Em Salvador e Candeias, na Bahia, a professora Patrícia Barreto, de 39 anos, tem transformado a maneira como seus alunos encaram a matemática. Durante anos, a educadora reproduziu o modelo tradicional de ensino, focado em fórmulas e procedimentos. “Eu era a réplica dos meus professores, apesar de sempre ter sonhado em ser diferente”, relata Patrícia, que leciona em uma escola particular na capital baiana e em uma instituição pública em Candeias, município da região metropolitana.

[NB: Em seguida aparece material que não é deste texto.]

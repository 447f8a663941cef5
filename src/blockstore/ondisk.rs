//! Directory-backed block store: one file per block.
//!
//! # Layout
//! Block `k` lives at `<root>/<hex(k)[0..3]>/<hex(k)[3..]>`, spreading blocks
//! over up to 4096 subdirectories.
//!
//! Every block file starts with a 10-byte little-endian header:
//!
//! | Offset | Size | Field |
//! |--------|------|-------|
//! | 0 | 4 | magic `0x424C4B31` |
//! | 4 | 2 | format version (1) |
//! | 6 | 4 | CRC32 of the payload |
//! | 10 | ... | payload |
//!
//! # Atomicity
//! Blocks are written to a sibling `.tmp` file, synced, then renamed over the
//! target, so a reader sees either the old or the new block, never a torn one.

use std::fs::{self, File};
use std::io::{self, Cursor, Read, Write};
use std::path::{Path, PathBuf};
use std::sync::{Mutex, MutexGuard};

use byteorder::{LittleEndian, ReadBytesExt, WriteBytesExt};
use crc32fast::Hasher;

use super::{BlockStore, BlockStoreError, Result};
use crate::key::Key;

pub const BLOCK_FILE_MAGIC: u32 = 0x424C_4B31;
pub const BLOCK_FILE_VERSION: u16 = 1;
pub const BLOCK_FILE_HEADER_SIZE: usize = 10;

const PREFIX_LEN: usize = 3;
const TEMP_SUFFIX: &str = "tmp";

#[derive(Debug, Clone, PartialEq, Eq)]
struct BlockFileHeader {
    magic:    u32,
    version:  u16,
    checksum: u32,
}

impl BlockFileHeader {
    fn for_payload(payload: &[u8]) -> Self {
        Self {
            magic:    BLOCK_FILE_MAGIC,
            version:  BLOCK_FILE_VERSION,
            checksum: crc32(payload),
        }
    }

    fn write<W: Write>(&self, mut writer: W) -> io::Result<()> {
        writer.write_u32::<LittleEndian>(self.magic)?;
        writer.write_u16::<LittleEndian>(self.version)?;
        writer.write_u32::<LittleEndian>(self.checksum)?;
        Ok(())
    }

    fn read<R: Read>(mut reader: R) -> io::Result<Self> {
        Ok(Self {
            magic:    reader.read_u32::<LittleEndian>()?,
            version:  reader.read_u16::<LittleEndian>()?,
            checksum: reader.read_u32::<LittleEndian>()?,
        })
    }
}

fn crc32(data: &[u8]) -> u32 {
    let mut hasher = Hasher::new();
    hasher.update(data);
    hasher.finalize()
}

#[derive(Debug)]
pub struct OnDiskBlockStore {
    root: PathBuf,
    // Serializes writers so try_create's check-then-write is atomic.
    write_lock: Mutex<()>,
}

impl OnDiskBlockStore {
    /// Open (or create) a store rooted at `root`.
    pub fn open<P: AsRef<Path>>(root: P) -> Result<Self> {
        let root = root.as_ref().to_path_buf();
        fs::create_dir_all(&root)?;
        tracing::info!(path = %root.display(), "opened on-disk block store");
        Ok(Self { root, write_lock: Mutex::new(()) })
    }

    pub fn root(&self) -> &Path {
        &self.root
    }

    fn block_path(&self, key: &Key) -> PathBuf {
        let hex = key.to_hex();
        self.root.join(&hex[..PREFIX_LEN]).join(&hex[PREFIX_LEN..])
    }

    fn lock(&self) -> MutexGuard<'_, ()> {
        self.write_lock.lock().unwrap_or_else(|poisoned| poisoned.into_inner())
    }

    fn write_block_file(&self, key: &Key, payload: &[u8]) -> Result<()> {
        let path = self.block_path(key);
        if let Some(dir) = path.parent() {
            fs::create_dir_all(dir)?;
        }

        let mut bytes = Vec::with_capacity(BLOCK_FILE_HEADER_SIZE + payload.len());
        BlockFileHeader::for_payload(payload).write(&mut bytes)?;
        bytes.extend_from_slice(payload);

        let temp_path = path.with_extension(TEMP_SUFFIX);
        let mut file = File::create(&temp_path)?;
        file.write_all(&bytes)?;
        file.sync_all()?;
        fs::rename(&temp_path, &path)?;
        Ok(())
    }

    fn decode_block_file(key: &Key, bytes: &[u8]) -> Result<Vec<u8>> {
        if bytes.len() < BLOCK_FILE_HEADER_SIZE {
            return Err(BlockStoreError::Corrupted {
                key:    *key,
                reason: format!("block file is only {} bytes", bytes.len()),
            });
        }
        let header = BlockFileHeader::read(Cursor::new(&bytes[..BLOCK_FILE_HEADER_SIZE]))?;
        if header.magic != BLOCK_FILE_MAGIC {
            return Err(BlockStoreError::Corrupted {
                key:    *key,
                reason: format!("bad magic {:#010x}", header.magic),
            });
        }
        if header.version != BLOCK_FILE_VERSION {
            return Err(BlockStoreError::UnsupportedFormat { key: *key, version: header.version });
        }
        let payload = &bytes[BLOCK_FILE_HEADER_SIZE..];
        if crc32(payload) != header.checksum {
            return Err(BlockStoreError::Corrupted {
                key:    *key,
                reason: "checksum mismatch".to_string(),
            });
        }
        Ok(payload.to_vec())
    }
}

impl BlockStore for OnDiskBlockStore {
    fn try_create(&self, key: &Key, data: &[u8]) -> Result<bool> {
        let _guard = self.lock();
        if self.block_path(key).exists() {
            return Ok(false);
        }
        self.write_block_file(key, data)?;
        Ok(true)
    }

    fn load(&self, key: &Key) -> Result<Option<Vec<u8>>> {
        match fs::read(self.block_path(key)) {
            Ok(bytes) => Self::decode_block_file(key, &bytes).map(Some),
            Err(e) if e.kind() == io::ErrorKind::NotFound => Ok(None),
            Err(e) => Err(e.into()),
        }
    }

    fn store(&self, key: &Key, data: &[u8]) -> Result<()> {
        let _guard = self.lock();
        self.write_block_file(key, data)
    }

    fn remove(&self, key: &Key) -> Result<bool> {
        let _guard = self.lock();
        let path = self.block_path(key);
        match fs::remove_file(&path) {
            Ok(()) => {}
            Err(e) if e.kind() == io::ErrorKind::NotFound => return Ok(false),
            Err(e) => return Err(e.into()),
        }
        // Drop the prefix directory once it runs empty; failure just means
        // another block still lives there.
        if let Some(dir) = path.parent() {
            let _ = fs::remove_dir(dir);
        }
        Ok(true)
    }

    fn num_blocks(&self) -> Result<u64> {
        let mut count = 0u64;
        for prefix_dir in fs::read_dir(&self.root)? {
            let prefix_dir = prefix_dir?;
            if !prefix_dir.file_type()?.is_dir() {
                continue;
            }
            for entry in fs::read_dir(prefix_dir.path())? {
                let path = entry?.path();
                if path.extension().map_or(true, |ext| ext != TEMP_SUFFIX) {
                    count += 1;
                }
            }
        }
        Ok(count)
    }

    fn exists(&self, key: &Key) -> Result<bool> {
        Ok(self.block_path(key).is_file())
    }
}
//! Blobs: resizable byte streams stored as trees of blocks.
//!
//! A [`Blob`] is identified by the key of its root block, which never changes
//! over the blob's lifetime.  Small blobs are a single leaf block; larger ones
//! grow a tree (see [`tree`]) that callers never see.
//!
//! Every mutation is written through to the block store immediately.  For
//! multi-step updates that must land atomically, [`Blob::transaction`]
//! stages all writes and publishes them with a single root-block write.

use std::sync::Arc;

use thiserror::Error;

use crate::blockstore::{BlockStore, BlockStoreError};
use crate::key::Key;

pub mod node;
mod transaction;
mod tree;

pub use node::{NodeLayout, MIN_BLOCK_SIZE, NODE_HEADER_SIZE};
pub use transaction::StagedBlockStore;

use node::DataNode;
use tree::DataTree;

#[derive(Error, Debug)]
pub enum BlobError {
    #[error("Block store error: {0}")]
    Io(#[from] BlockStoreError),
    #[error("Range {offset}+{len} is outside blob of size {size}")]
    OutOfRange { offset: u64, len: u64, size: u64 },
    #[error("Blob node {0} is missing from the block store")]
    MissingNode(Key),
    #[error("Blob node {key} is corrupt: {reason}")]
    CorruptNode { key: Key, reason: String },
    #[error("Block size {0} is too small (minimum {MIN_BLOCK_SIZE} bytes)")]
    InvalidBlockSize(usize),
}

pub type Result<T> = std::result::Result<T, BlobError>;

// ── BlobStore ────────────────────────────────────────────────────────────────

/// Creates, opens and removes blobs on top of a shared block store.
pub struct BlobStore<B: BlockStore> {
    store:  Arc<B>,
    layout: NodeLayout,
}
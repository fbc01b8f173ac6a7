//! Adapter tests against a local stand-in for the remote content API.

use std::collections::HashMap;

use axum::{
    extract::{Path, Query},
    http::StatusCode,
    response::IntoResponse,
    routing::get,
    Json, Router,
};
use microsite::wordpress::{PostQuery, PostRef, WpClient, WpError};
use serde_json::{json, Value};
use url::Url;

const COLLECTION_SIZE: u64 = 10;

fn sample_post(id: u64, embed: bool) -> Value {
    let mut post = json!({
        "id": id,
        "date": format!("2023-03-{:02}T10:00:00", id),
        "slug": format!("story-{id}"),
        "link": format!("https://example.com/story-{id}"),
        "title": { "rendered": format!("Story {id}") },
        "content": { "rendered": "<p>Body text</p>" },
        "excerpt": { "rendered": "<p>The paper&#8217;s big day</p>" },
        "featured_media": 7,
        "categories": [1],
        "tags": []
    });
    if embed {
        post["_embedded"] = json!({
            "wp:featuredmedia": [{
                "source_url": "https://cdn.example.com/full.jpg",
                "media_details": {
                    "sizes": {
                        "medium_large": { "source_url": "https://cdn.example.com/ml.jpg" }
                    }
                }
            }],
            "wp:term": [[{ "id": 1, "name": "News", "slug": "news" }], []]
        });
    }
    post
}

async fn posts(Query(params): Query<HashMap<String, String>>) -> impl IntoResponse {
    let page: u64 = params.get("page").and_then(|p| p.parse().ok()).unwrap_or(1);
    let per_page: u64 = params
        .get("per_page")
        .and_then(|p| p.parse().ok())
        .unwrap_or(10);
    let embed = params.contains_key("_embed");

    let slice: Vec<Value> = (1..=COLLECTION_SIZE)
        .skip(((page - 1) * per_page) as usize)
        .take(per_page as usize)
        .map(|id| sample_post(id, embed))
        .collect();
    let total_pages = (COLLECTION_SIZE + per_page - 1) / per_page;

    (
        [
            ("X-WP-Total", COLLECTION_SIZE.to_string()),
            ("X-WP-TotalPages", total_pages.to_string()),
        ],
        Json(Value::Array(slice)),
    )
}

async fn post_by_reference(Path(reference): Path<String>) -> impl IntoResponse {
    match reference.parse::<u64>() {
        Ok(id) if (1..=COLLECTION_SIZE).contains(&id) => {
            Json(sample_post(id, true)).into_response()
        }
        _ => (
            StatusCode::NOT_FOUND,
            Json(json!({ "code": "rest_post_invalid_id" })),
        )
            .into_response(),
    }
}

async fn categories() -> Json<Value> {
    Json(json!([
        { "id": 1, "name": "News", "slug": "news", "count": 7 },
        { "id": 3, "name": "Anniversary", "slug": "anniversary", "count": 2 }
    ]))
}

async fn tags() -> Json<Value> {
    Json(json!([
        { "id": 9, "name": "Print", "slug": "print" }
    ]))
}

async fn media_by_id(Path(id): Path<u64>) -> impl IntoResponse {
    if id == 7 {
        Json(json!({
            "id": 7,
            "source_url": "https://cdn.example.com/full.jpg",
            "media_details": {
                "sizes": {
                    "thumbnail": { "source_url": "https://cdn.example.com/thumb.jpg" }
                }
            }
        }))
        .into_response()
    } else {
        (
            StatusCode::NOT_FOUND,
            Json(json!({ "code": "rest_post_invalid_id" })),
        )
            .into_response()
    }
}

async fn serve(router: Router) -> Url {
    let listener = tokio::net::TcpListener::bind("127.0.0.1:0").await.unwrap();
    let addr = listener.local_addr().unwrap();
    tokio::spawn(async move {
        axum::serve(listener, router).await.unwrap();
    });
    Url::parse(&format!("http://{addr}/wp-json/wp/v2")).unwrap()
}

async fn client() -> WpClient {
    let api = Router::new()
        .route("/posts", get(posts))
        .route("/posts/:reference", get(post_by_reference))
        .route("/categories", get(categories))
        .route("/tags", get(tags))
        .route("/media/:id", get(media_by_id));
    let base = serve(Router::new().nest("/wp-json/wp/v2", api)).await;
    WpClient::new(base).unwrap()
}

#[tokio::test]
async fn second_page_reports_collection_wide_counts() {
    let client = client().await;
    let page = client
        .fetch_posts(&PostQuery {
            page: 2,
            per_page: 4,
            ..Default::default()
        })
        .await
        .unwrap();

    assert_eq!(page.total_pages, 3);
    assert_eq!(page.total, 10);
    assert_eq!(page.posts.len(), 4);
    let ids: Vec<u64> = page.posts.iter().map(|post| post.id).collect();
    assert_eq!(ids, vec![5, 6, 7, 8]);
}

#[tokio::test]
async fn short_last_page_stays_within_page_size() {
    let client = client().await;
    let page = client
        .fetch_posts(&PostQuery {
            page: 3,
            per_page: 4,
            ..Default::default()
        })
        .await
        .unwrap();
    assert!(page.posts.len() <= 4);
    assert_eq!(page.posts.len(), 2);
}

#[tokio::test]
async fn embedded_data_is_normalized() {
    let client = client().await;
    let page = client.fetch_posts(&PostQuery::default()).await.unwrap();
    let first = &page.posts[0];

    assert_eq!(first.category_names(), ["News"]);
    assert_eq!(
        first.featured_image_url("large"),
        Some("https://cdn.example.com/ml.jpg")
    );
    assert_eq!(first.plain_summary(100), "The paper\u{2019}s big day");
}

#[tokio::test]
async fn disabling_embed_skips_related_data() {
    let client = client().await;
    let page = client
        .fetch_posts(&PostQuery {
            embed: false,
            ..Default::default()
        })
        .await
        .unwrap();
    let first = &page.posts[0];

    assert!(first.category_names().is_empty());
    assert_eq!(first.featured_image_url("large"), None);
    // The raw taxonomy references still come through.
    assert_eq!(first.category_ids, vec![1]);
}

#[tokio::test]
async fn missing_count_headers_degrade_to_defaults() {
    async fn headerless_posts() -> Json<Value> {
        Json(json!([sample_post(1, false)]))
    }
    let api = Router::new().route("/posts", get(headerless_posts));
    let base = serve(Router::new().nest("/wp-json/wp/v2", api)).await;
    let client = WpClient::new(base).unwrap();

    let page = client.fetch_posts(&PostQuery::default()).await.unwrap();
    assert_eq!(page.total_pages, 1);
    assert_eq!(page.total, 0);
    assert_eq!(page.posts.len(), 1);
}

#[tokio::test]
async fn server_error_propagates_for_content() {
    async fn broken() -> StatusCode {
        StatusCode::INTERNAL_SERVER_ERROR
    }
    let api = Router::new().route("/posts", get(broken));
    let base = serve(Router::new().nest("/wp-json/wp/v2", api)).await;
    let client = WpClient::new(base).unwrap();

    match client.fetch_posts(&PostQuery::default()).await {
        Err(WpError::Status(status)) => assert_eq!(status, StatusCode::INTERNAL_SERVER_ERROR),
        other => panic!("expected status error, got {other:?}"),
    }
}

#[tokio::test]
async fn single_post_by_id_and_slug() {
    let client = client().await;

    let found = client.fetch_post(&PostRef::Id(4)).await.unwrap().unwrap();
    assert_eq!(found.title.0, "Story 4");
    assert_eq!(found.slug, "story-4");

    // The mock, like the real API, 404s on the slug-in-path form.
    let by_slug = client
        .fetch_post(&PostRef::Slug("story-4".into()))
        .await
        .unwrap();
    assert!(by_slug.is_none());
}

#[tokio::test]
async fn missing_post_is_none_not_error() {
    let client = client().await;
    let missing = client.fetch_post(&PostRef::Id(99)).await.unwrap();
    assert!(missing.is_none());
}

#[tokio::test]
async fn media_follow_up_fetch() {
    let client = client().await;

    let media = client.fetch_media(7).await.unwrap().unwrap();
    assert_eq!(media.id, 7);
    assert_eq!(
        media.sizes.get("thumbnail").map(String::as_str),
        Some("https://cdn.example.com/thumb.jpg")
    );

    assert!(client.fetch_media(99).await.unwrap().is_none());
}

#[tokio::test]
async fn taxonomies_come_back_in_remote_order() {
    let client = client().await;

    let categories = client.fetch_categories().await;
    let names: Vec<&str> = categories.iter().map(|term| term.name.as_str()).collect();
    assert_eq!(names, vec!["News", "Anniversary"]);
    assert_eq!(categories[0].count, Some(7));

    let tags = client.fetch_tags().await;
    assert_eq!(tags.len(), 1);
    assert_eq!(tags[0].count, None);
}

#[tokio::test]
async fn taxonomy_failure_swallows_to_empty() {
    async fn broken() -> StatusCode {
        StatusCode::INTERNAL_SERVER_ERROR
    }
    let api = Router::new().route("/categories", get(broken));
    let base = serve(Router::new().nest("/wp-json/wp/v2", api)).await;
    let client = WpClient::new(base).unwrap();

    assert!(client.fetch_categories().await.is_empty());
    // No tags route at all behaves the same way.
    assert!(client.fetch_tags().await.is_empty());
}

A busca por uma abordagem mais eficaz e humanizada a levou a adotar uma metodologia inspirada em estudos desenvolvidos na Universidade de Stanford. O método, que busca desmistificar a matemática e torná-la mais acessível, tem se mostrado um divisor de águas na sala de aula.
Ao invés de simplesmente memorizar regras, os alunos são incentivados a explorar os conceitos matemáticos de forma prática e contextualizada, estimulando o raciocínio lógico e a resolução de problemas. A professora acredita que a chave para o sucesso é criar um ambiente de aprendizado onde os estudantes se sintam seguros para errar e aprender com seus erros, quebrando o ciclo do medo e da ansiedade que muitas vezes acompanham o estudo da disciplina.
A iniciativa de Patrícia Barreto demonstra o impacto positivo que novas abordagens pedagógicas podem ter no desempenho e na motivação dos alunos, abrindo novas perspectivas para o ensino da matemática no Brasil.